# Dataset:
*** Begin section ***
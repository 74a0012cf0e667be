//! Grouping of S2 records into contiguous banked-flash page images.

use crate::srecord::{RecordKind, SRecord};
use crate::{Error, Result};
use log::warn;

/// Bottom of the banked window selected by PPAGE.
pub const WINDOW_START: u16 = 0x8000;
/// First address past the banked window.
pub const WINDOW_END: u16 = 0xC000;
/// Width of the window, and the most data one page can hold.
pub const MAX_PAGE_SIZE: usize = 16 * 1024;

/// A contiguous run of bytes inside one 16 KiB flash page.
#[derive(Debug, Clone, PartialEq, Eq)]
pub struct MemoryPage {
    pub page: u8,
    /// Start address inside the banked window.
    pub address: u16,
    pub data: Vec<u8>,
}

impl MemoryPage {
    pub fn new(page: u8, address: u16) -> MemoryPage {
        MemoryPage {
            page,
            address,
            data: Vec::new(),
        }
    }

    /// Appends bytes at the current end of the page.
    pub fn push(&mut self, bytes: &[u8]) -> Result<()> {
        let len = self.data.len() + bytes.len();
        if len > MAX_PAGE_SIZE || self.address as usize + len > WINDOW_END as usize {
            return Err(Error::Range(format!(
                "{} bytes will overflow page 0x{:02x} @ 0x{:04x}",
                bytes.len(),
                self.page,
                self.address
            )));
        }
        self.data.extend_from_slice(bytes);
        Ok(())
    }

    /// First address past the data added so far.
    pub fn end_address(&self) -> u16 {
        self.address + self.data.len() as u16
    }
}

/// Folds S2 records into page images, splitting whenever the page number
/// changes or the address is not the continuation of the previous record.
///
/// The caller is expected to have stripped the S0 header and S8 terminator;
/// anything else that is not an S2 data record is skipped with a warning.
/// Returns the pages and the total number of data bytes they hold.
pub fn records_to_pages(records: &[SRecord]) -> Result<(Vec<MemoryPage>, usize)> {
    let mut pages = Vec::new();
    let mut current: Option<MemoryPage> = None;
    let mut total = 0usize;

    for rec in records {
        if rec.kind != RecordKind::S2 {
            warn!("{} records are not supported, skipping...", rec.kind.prefix());
            continue;
        }
        if rec.data.is_empty() {
            warn!("Record has no data, skipping...");
            continue;
        }

        let page = rec.page()?;
        let address = rec.page_address()?;

        match current.as_mut() {
            Some(open) if open.page == page && open.end_address() == address => {
                open.push(&rec.data)?;
            }
            _ => {
                if let Some(done) = current.take() {
                    pages.push(done);
                }
                let mut fresh = MemoryPage::new(page, address);
                fresh.push(&rec.data)?;
                current = Some(fresh);
            }
        }
        total += rec.data.len();
    }

    if let Some(done) = current.take() {
        pages.push(done);
    }

    Ok((pages, total))
}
*** End section ***
# What the task asks:
Could every entry above be printed again, word for word?

# Completed task:
repository 74a0012cf0e667be
//! Grouping of S2 records into contiguous banked-flash page images.

use crate::srecord::{RecordKind, SRecord};
use crate::{Error, Result};
use log::warn;

/// Bottom of the banked window selected by PPAGE.
pub const WINDOW_START: u16 = 0x8000;
/// First address past the banked window.
pub const WINDOW_END: u16 = 0xC000;
/// Width of the window, and the most data one page can hold.
pub const MAX_PAGE_SIZE: usize = 16 * 1024;

/// A contiguous run of bytes inside one 16 KiB flash page.
#[derive(Debug, Clone, PartialEq, Eq)]
pub struct MemoryPage {
    pub page: u8,
    /// Start address inside the banked window.
    pub address: u16,
    pub data: Vec<u8>,
}

impl MemoryPage {
    pub fn new(page: u8, address: u16) -> MemoryPage {
        MemoryPage {
            page,
            address,
            data: Vec::new(),
        }
    }

    /// Appends bytes at the current end of the page.
    pub fn push(&mut self, bytes: &[u8]) -> Result<()> {
        let len = self.data.len() + bytes.len();
        if len > MAX_PAGE_SIZE || self.address as usize + len > WINDOW_END as usize {
            return Err(Error::Range(format!(
                "{} bytes will overflow page 0x{:02x} @ 0x{:04x}",
                bytes.len(),
                self.page,
                self.address
            )));
        }
        self.data.extend_from_slice(bytes);
        Ok(())
    }

    /// First address past the data added so far.
    pub fn end_address(&self) -> u16 {
        self.address + self.data.len() as u16
    }
}

/// Folds S2 records into page images, splitting whenever the page number
/// changes or the address is not the continuation of the previous record.
///
/// The caller is expected to have stripped the S0 header and S8 terminator;
/// anything else that is not an S2 data record is skipped with a warning.
/// Returns the pages and the total number of data bytes they hold.
pub fn records_to_pages(records: &[SRecord]) -> Result<(Vec<MemoryPage>, usize)> {
    let mut pages = Vec::new();
    let mut current: Option<MemoryPage> = None;
    let mut total = 0usize;

    for rec in records {
        if rec.kind != RecordKind::S2 {
            warn!("{} records are not supported, skipping...", rec.kind.prefix());
            continue;
        }
        if rec.data.is_empty() {
            warn!("Record has no data, skipping...");
            continue;
        }

        let page = rec.page()?;
        let address = rec.page_address()?;

        match current.as_mut() {
            Some(open) if open.page == page && open.end_address() == address => {
                open.push(&rec.data)?;
            }
            _ => {
                if let Some(done) = current.take() {
                    pages.push(done);
                }
                let mut fresh = MemoryPage::new(page, address);
                fresh.push(&rec.data)?;
                current = Some(fresh);
            }
        }
        total += rec.data.len();
    }

    if let Some(done) = current.take() {
        pages.push(done);
    }

    Ok((pages, total))
}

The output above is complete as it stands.